Growing up, I often complained about being the middle child. I would spend hours in my room researching “middle child syndrome” and trying to relate the symptoms to me. The first and last born children are so essential to parents. My older sister was the first born of all of the grandchildren on my father’s side so you can only imagine how much attention she got. Sure, I had three short years in the spotlight as the baby of my family until my younger sister was born and robbed me of my stardom.Yes it’s one thing to go from getting attention to being a background dancer, but it’s another thing all together when everyone forgets your existence. Throughout the years of hand me downs, being compared to my superstar sisters, the uncomfortable middle seat during long car rides, and everything else that all lumps in the middle have to entail, being the middle child has had it’s perks.
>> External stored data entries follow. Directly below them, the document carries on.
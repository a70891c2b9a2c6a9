//! # Tavernkeep - Real-time Tabletop Lobby Server
//!
//! Tavernkeep hosts shared tabletop sessions over WebSockets. Players join a
//! named lobby; the first one in becomes its Game Master. Everyone in a lobby
//! shares chat, dice rolls, character sheets, a grid map with tokens, an
//! initiative tracker and a branching campaign whose scene choices advance
//! only once every player has approved them.
//!
//! ## Features
//!
//! - **Dice**: `NdS+M`, `adv`/`dis`, keep-highest/lowest, per-player macros
//! - **Lobbies**: created on first join, optional Argon2id password, bans and kicks
//! - **Map**: walls, owned tokens, pings, collision-checked moves
//! - **Encounters**: initiative order with a turn pointer that survives edits
//! - **Campaigns**: scenes, choices, handouts, quests, notes and a consent vote
//! - **Slash commands**: `/me`, `/w`, `/r`, `/macro`, GM moderation and story control
//! - **Mirror**: optional sled copy of chat, rolls and lobby metadata
//!
//! ## Quick Start
//!
//! ```rust,no_run
//! use std::sync::Arc;
//! use tavernkeep::catalog::CampaignCatalog;
//! use tavernkeep::config::Config;
//! use tavernkeep::gateway::{router, AppState, SessionHub};
//! use tavernkeep::lobby::{CredentialGate, LobbyRegistry};
//!
//! #[tokio::main]
//! async fn main() -> anyhow::Result<()> {
//!     let config = Config::load("config.toml").await?;
//!     let registry = Arc::new(LobbyRegistry::new(config.lobby.defaults()));
//!     let catalog = Arc::new(CampaignCatalog::builtin());
//!     let gate = CredentialGate::from_config(config.argon2())?;
//!     let (tx, rx) = tokio::sync::mpsc::unbounded_channel();
//!     let hub = SessionHub::new(&config, registry.clone(), catalog.clone(), gate, None);
//!     tokio::spawn(hub.run(rx));
//!     let app = router(AppState::new(registry, catalog, tx));
//!     let listener = tokio::net::TcpListener::bind(&config.server.bind).await?;
//!     axum::serve(listener, app).await?;
//!     Ok(())
//! }
//! ```
//!
//! ## Module Organization
//!
//! - [`gateway`] - WebSocket transport, wire protocol, commands and the session hub
//! - [`lobby`] - lobby state and the engines that mutate it
//! - [`dice`] - dice expression parsing and rolling
//! - [`catalog`] - built-in and on-disk campaign definitions
//! - [`storage`] - the optional sled mirror
//! - [`config`] - configuration loading and validation
//! - [`validation`] - input cleaning helpers
//! - [`error`] - the per-action error type reported to clients
//!
//! ## Architecture
//!
//! ```text
//! ┌─────────────────┐
//! │  axum /ws       │ ← one reader + one writer task per socket
//! └─────────────────┘
//!          │ HubEvent
//! ┌─────────────────┐
//! │  Session Hub    │ ← decode, authorize, dispatch, broadcast
//! └─────────────────┘
//!          │
//! ┌─────────────────┐
//! │  Lobby engines  │ ← membership, map, encounter, campaign, sheets
//! └─────────────────┘
//!          │ (best effort)
//! ┌─────────────────┐
//! │  sled mirror    │
//! └─────────────────┘
//! ```

pub mod catalog;
pub mod config;
pub mod dice;
pub mod error;
pub mod gateway;
pub mod lobby;
pub mod logutil;
pub mod metrics;
pub mod storage;
pub mod validation;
1.) You’re (occasionally) happy that you’re forgotten- it means you’re free to do your own thing.
Yeah it was upsetting being forgotten at a Walmart at twelve years old, but I used this to my advantage well into my hormonal teenage years.
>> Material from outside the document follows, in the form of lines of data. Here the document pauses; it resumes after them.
//! Display names, joining, leaving and bans.

use std::fmt;

use super::credential::CredentialGate;
use super::{ConnectionId, Lobby};
use crate::validation::{clean_or, fold};

/// Placeholder for a blank display name.
pub const DEFAULT_NAME: &str = "Adventurer";

/// Sanitize a requested display name.
pub fn identify(raw: &str, max_chars: usize) -> String {
    clean_or(raw, max_chars, DEFAULT_NAME)
}

#[derive(Debug, Clone, PartialEq, Eq)]
pub enum JoinRejection {
    Banned,
    WrongPassword,
    /// The supplied password could not be hashed.
    PasswordUnavailable,
}

impl fmt::Display for JoinRejection {
    fn fmt(&self, f: &mut fmt::Formatter<'_>) -> fmt::Result {
        match self {
            JoinRejection::Banned => write!(f, "You are banned from this lobby"),
            JoinRejection::WrongPassword => write!(f, "Wrong or missing lobby password"),
            JoinRejection::PasswordUnavailable => {
                write!(f, "Could not set the lobby password, try again")
            }
        }
    }
}

#[derive(Debug, Clone, PartialEq, Eq)]
pub struct JoinOutcome {
    pub name: String,
    pub became_gm: bool,
    pub password_established: bool,
}

impl Lobby {
    /// True when a connected member already uses `name`, ignoring case.
    pub fn name_taken(&self, name: &str) -> bool {
        let folded = fold(name);
        self.members.values().any(|n| fold(n) == folded)
    }

    /// `candidate` if free, else `candidate2`, `candidate3`, ...
    pub fn unique_name(&self, candidate: &str) -> String {
        if !self.name_taken(candidate) {
            return candidate.to_string();
        }
        (2u64..)
            .map(|n| format!("{}{}", candidate, n))
            .find(|name| !self.name_taken(name))
            .unwrap_or_else(|| candidate.to_string())
    }

    pub fn is_banned(&self, name: &str) -> bool {
        self.banned.contains(&fold(name))
    }

    /// Admit a connection under `candidate` (already sanitized).
    pub fn join(
        &mut self,
        conn: ConnectionId,
        candidate: &str,
        password: Option<&str>,
        gate: &CredentialGate,
    ) -> Result<JoinOutcome, JoinRejection> {
        if self.is_banned(candidate) {
            return Err(JoinRejection::Banned);
        }

        let password = password.filter(|p| !p.is_empty());
        let mut became_gm = false;
        let mut password_established = false;

        match (&self.password_hash, password) {
            (Some(stored), supplied) => {
                let ok = supplied.map(|p| gate.verify(p, stored)).unwrap_or(false);
                if !ok {
                    return Err(JoinRejection::WrongPassword);
                }
            }
            (None, Some(supplied)) => {
                let hash = gate.hash(supplied).map_err(|e| {
                    log::error!("Lobby password hash failed: {}", e);
                    JoinRejection::PasswordUnavailable
                })?;
                self.password_hash = Some(hash);
                password_established = true;
            }
            (None, None) => {}
        }

        let name = self.unique_name(candidate);
        if self.gm.is_none() {
            self.gm = Some(name.clone());
            became_gm = true;
        }
        self.members.insert(conn, name.clone());
        self.touch();

        Ok(JoinOutcome {
            name,
            became_gm,
            password_established,
        })
    }

    /// Drop the membership entry; tokens, sheets and macros stay keyed by name.
    pub fn leave(&mut self, conn: ConnectionId) -> Option<String> {
        let name = self.members.remove(&conn);
        if name.is_some() {
            self.touch();
        }
        name
    }

    /// Add to the ban list; returns false when already banned.
    pub fn ban(&mut self, name: &str) -> bool {
        self.banned.insert(fold(name))
    }

    pub fn unban(&mut self, name: &str) -> bool {
        self.banned.remove(&fold(name))
    }

    /// GM-only password change. An empty value opens the lobby.
    pub fn set_password(&mut self, plaintext: &str, gate: &CredentialGate) -> Result<bool, JoinRejection> {
        if plaintext.is_empty() {
            self.password_hash = None;
            return Ok(false);
        }
        let hash = gate.hash(plaintext).map_err(|e| {
            log::error!("Lobby password hash failed: {}", e);
            JoinRejection::PasswordUnavailable
        })?;
        self.password_hash = Some(hash);
        self.touch();
        Ok(true)
    }
}

#[cfg(test)]
mod tests {
    use super::*;
    use crate::lobby::LobbyDefaults;
    use argon2::Params;

    fn gate() -> CredentialGate {
        CredentialGate::with_params(Params::new(8, 1, 1, None).unwrap())
    }

    fn lobby() -> Lobby {
        Lobby::new("tavern", &LobbyDefaults::default())
    }

    #[test]
    fn identify_defaults_and_truncates() {
        assert_eq!(identify("   ", 24), "Adventurer");
        assert_eq!(identify(" Rin ", 24), "Rin");
        assert_eq!(identify(&"x".repeat(40), 24).len(), 24);
    }

    #[test]
    fn first_joiner_becomes_gm() {
        let mut l = lobby();
        let out = l.join(ConnectionId(1), "Gm", None, &gate()).unwrap();
        assert!(out.became_gm);
        let out = l.join(ConnectionId(2), "Rin", None, &gate()).unwrap();
        assert!(!out.became_gm);
        assert_eq!(l.gm.as_deref(), Some("Gm"));
    }

    #[test]
    fn duplicate_names_get_suffixes() {
        let mut l = lobby();
        let g = gate();
        assert_eq!(l.join(ConnectionId(1), "Rin", None, &g).unwrap().name, "Rin");
        assert_eq!(l.join(ConnectionId(2), "Rin", None, &g).unwrap().name, "Rin2");
        assert_eq!(l.join(ConnectionId(3), "rin", None, &g).unwrap().name, "rin3");
        l.leave(ConnectionId(2));
        assert_eq!(l.join(ConnectionId(4), "Rin", None, &g).unwrap().name, "Rin2");
    }

    #[test]
    fn password_established_then_required() {
        let mut l = lobby();
        let g = gate();
        let out = l.join(ConnectionId(1), "Gm", Some("mellon"), &g).unwrap();
        assert!(out.password_established);
        assert!(out.became_gm);
        assert_eq!(
            l.join(ConnectionId(2), "Rin", None, &g),
            Err(JoinRejection::WrongPassword)
        );
        assert_eq!(
            l.join(ConnectionId(2), "Rin", Some("nope"), &g),
            Err(JoinRejection::WrongPassword)
        );
        let out = l.join(ConnectionId(2), "Rin", Some("mellon"), &g).unwrap();
        assert!(!out.password_established);
    }

    #[test]
    fn password_bearer_takes_gm_only_when_vacant() {
        let mut l = lobby();
        let g = gate();
        l.join(ConnectionId(1), "Gm", None, &g).unwrap();
        let out = l.join(ConnectionId(2), "Rin", Some("pw"), &g).unwrap();
        assert!(out.password_established);
        assert!(!out.became_gm);
        assert_eq!(l.gm.as_deref(), Some("Gm"));
    }

    #[test]
    fn bans_are_case_insensitive() {
        let mut l = lobby();
        assert!(l.ban("Troll"));
        assert!(!l.ban("TROLL"));
        assert_eq!(
            l.join(ConnectionId(1), "troll", None, &gate()),
            Err(JoinRejection::Banned)
        );
        assert!(l.unban("troll"));
        assert!(l.join(ConnectionId(1), "troll", None, &gate()).is_ok());
    }

    #[test]
    fn leave_keeps_owned_state() {
        let mut l = lobby();
        l.join(ConnectionId(1), "Rin", None, &gate()).unwrap();
        l.macros.entry("Rin".into()).or_default().insert("hit".into(), "d20+5".into());
        assert_eq!(l.leave(ConnectionId(1)).as_deref(), Some("Rin"));
        assert!(l.members.is_empty());
        assert!(l.macros.contains_key("Rin"));
        assert_eq!(l.leave(ConnectionId(1)), None);
    }
}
2.) You will never have to experience being the first to embark in life whether that be college or other plans, and you will never be the last one before an empty nest. You will always have the company of your siblings on your journey through life.
3.) You have a good chance of being president.
Over 52% of US presidents were also the lumps of their families including but not limited to Theodore Roosevelt, John F. Kennedy, and Abraham Lincoln. I can’t wait to see what any of you middle children will bring to the Oval Office, you have some big shoes to fill.
4.) You’re a great roommate
Chances are as a middle child you’ve shared a room at some point in your life whether that be with your older sibling or younger. You’re not plagued with anxiety when you receive a roommate for your college dorm.
5.) You’re in good company.
Stephanie Tanner, Corey Matthews, Fred and George Weasley. Need I say more?